Most messages become less relevant after some time and delivery may not be needed or even desired. It possible to specify an expiration timeout on messages. This can be done on both topics and subscriptions, but subscriptions can never make message expire later than the expiration specified when published.

Retries / redelivery

Messages that are not marked consumed or failed in time, become visible again. Every they are consumed, their delivery count is raised. A subscription can specify a maximum delivery count: once the message has been retried/delivery this many times and is still not marked consumed/failed, will not be delivered any more.

Filtered subscriptions

A subscription specifies which topics it subscribes to. For each topic a filter can be specified: only messages which match this filter will be delivered to the subscription. Currently filters only work on the headers-collection on the message.

Priority

As stated before, messages are delivered first-in first-out. However, if a message should not be put 'back in row', a priority can be specified. Messages with a higher priority are delivered first.
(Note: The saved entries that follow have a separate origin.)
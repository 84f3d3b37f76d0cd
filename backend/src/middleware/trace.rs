//! Tracing middleware attaching a request-scoped trace identifier.
//!
//! Each request gets a fresh [`TraceId`] held in task-local storage while the
//! handler runs, an `http_request` span carrying method, path, and trace id,
//! and a `trace-id` response header. Errors built with
//! [`crate::domain::Error::new`] pick the identifier up automatically.

use std::task::{Context, Poll};

use actix_web::Error;
use actix_web::dev::{Service, ServiceRequest, ServiceResponse, Transform};
use actix_web::http::header::{HeaderName, HeaderValue};
use futures_util::future::{LocalBoxFuture, Ready, ready};
use tracing::{Instrument, error, info, info_span};

use crate::domain::{TRACE_ID_HEADER, TraceId};

/// Middleware factory assigning a trace identifier to every request.
///
/// # Examples
/// ```
/// use actix_web::App;
/// use hotel_admin::Trace;
///
/// let _app = App::new().wrap(Trace);
/// ```
#[derive(Clone)]
pub struct Trace;

impl<S, B> Transform<S, ServiceRequest> for Trace
where
    S: Service<ServiceRequest, Response = ServiceResponse<B>, Error = Error> + 'static,
    S::Future: 'static,
    B: 'static,
{
    type Response = ServiceResponse<B>;
    type Error = Error;
    type InitError = ();
    type Transform = TraceMiddleware<S>;
    type Future = Ready<Result<Self::Transform, Self::InitError>>;

    fn new_transform(&self, service: S) -> Self::Future {
        ready(Ok(TraceMiddleware { service }))
    }
}

/// Service wrapper produced by [`Trace`].
pub struct TraceMiddleware<S> {
    service: S,
}

impl<S, B> Service<ServiceRequest> for TraceMiddleware<S>
where
    S: Service<ServiceRequest, Response = ServiceResponse<B>, Error = Error> + 'static,
    S::Future: 'static,
    B: 'static,
{
    type Response = ServiceResponse<B>;
    type Error = Error;
    type Future = LocalBoxFuture<'static, Result<Self::Response, Self::Error>>;

    fn poll_ready(&self, cx: &mut Context<'_>) -> Poll<Result<(), Self::Error>> {
        self.service.poll_ready(cx)
    }

    fn call(&self, req: ServiceRequest) -> Self::Future {
        let trace_id = TraceId::generate();
        let span = info_span!(
            "http_request",
            method = %req.method(),
            path = %req.path(),
            %trace_id,
        );
        let fut = span.in_scope(|| self.service.call(req));
        Box::pin(TraceId::scope(
            trace_id,
            async move {
                let mut res = fut.await?;
                info!(status = res.status().as_u16(), "request completed");
                match HeaderValue::from_str(&trace_id.to_string()) {
                    Ok(value) => {
                        res.response_mut()
                            .headers_mut()
                            .insert(HeaderName::from_static(TRACE_ID_HEADER), value);
                    }
                    Err(error) => {
                        error!(%error, "failed to encode trace identifier header");
                    }
                }
                Ok(res)
            }
            .instrument(span),
        ))
    }
}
By default messages are published with a priority of 0. A priority of 10 is considered a higher priority (warning: do not use in conjuction with functional ordering, unless you know exactly what you are doing).

Delivery delay

Published messages will normally be delivered immediatly, it the subscription queue was empty. If for some reason messages should not be processed immediately, eg: to allow other systems (having their own subscriptions) to process it first, a delivery delay can be specified on the subscription (warning: do not use in conjuction with functional ordering, unless you know exactly what you are doing).

Processing suspension (EventConsumptionWorker)

When continuously processing messages using the EventConsumptionWorker, there may be a reason why processing must be suspended temporarely. This may be the case when messages must be sent to a different system which appears to be offline. Instead of continue making many attempts every second, perhaps causing many messages to reach their MaxDeliveries-setting, it can be more sane to just wait for some time before trying again. This can be done by returning a ConsumeResult.MustSuspend from the EventConsumptionWorkers' consumeAction.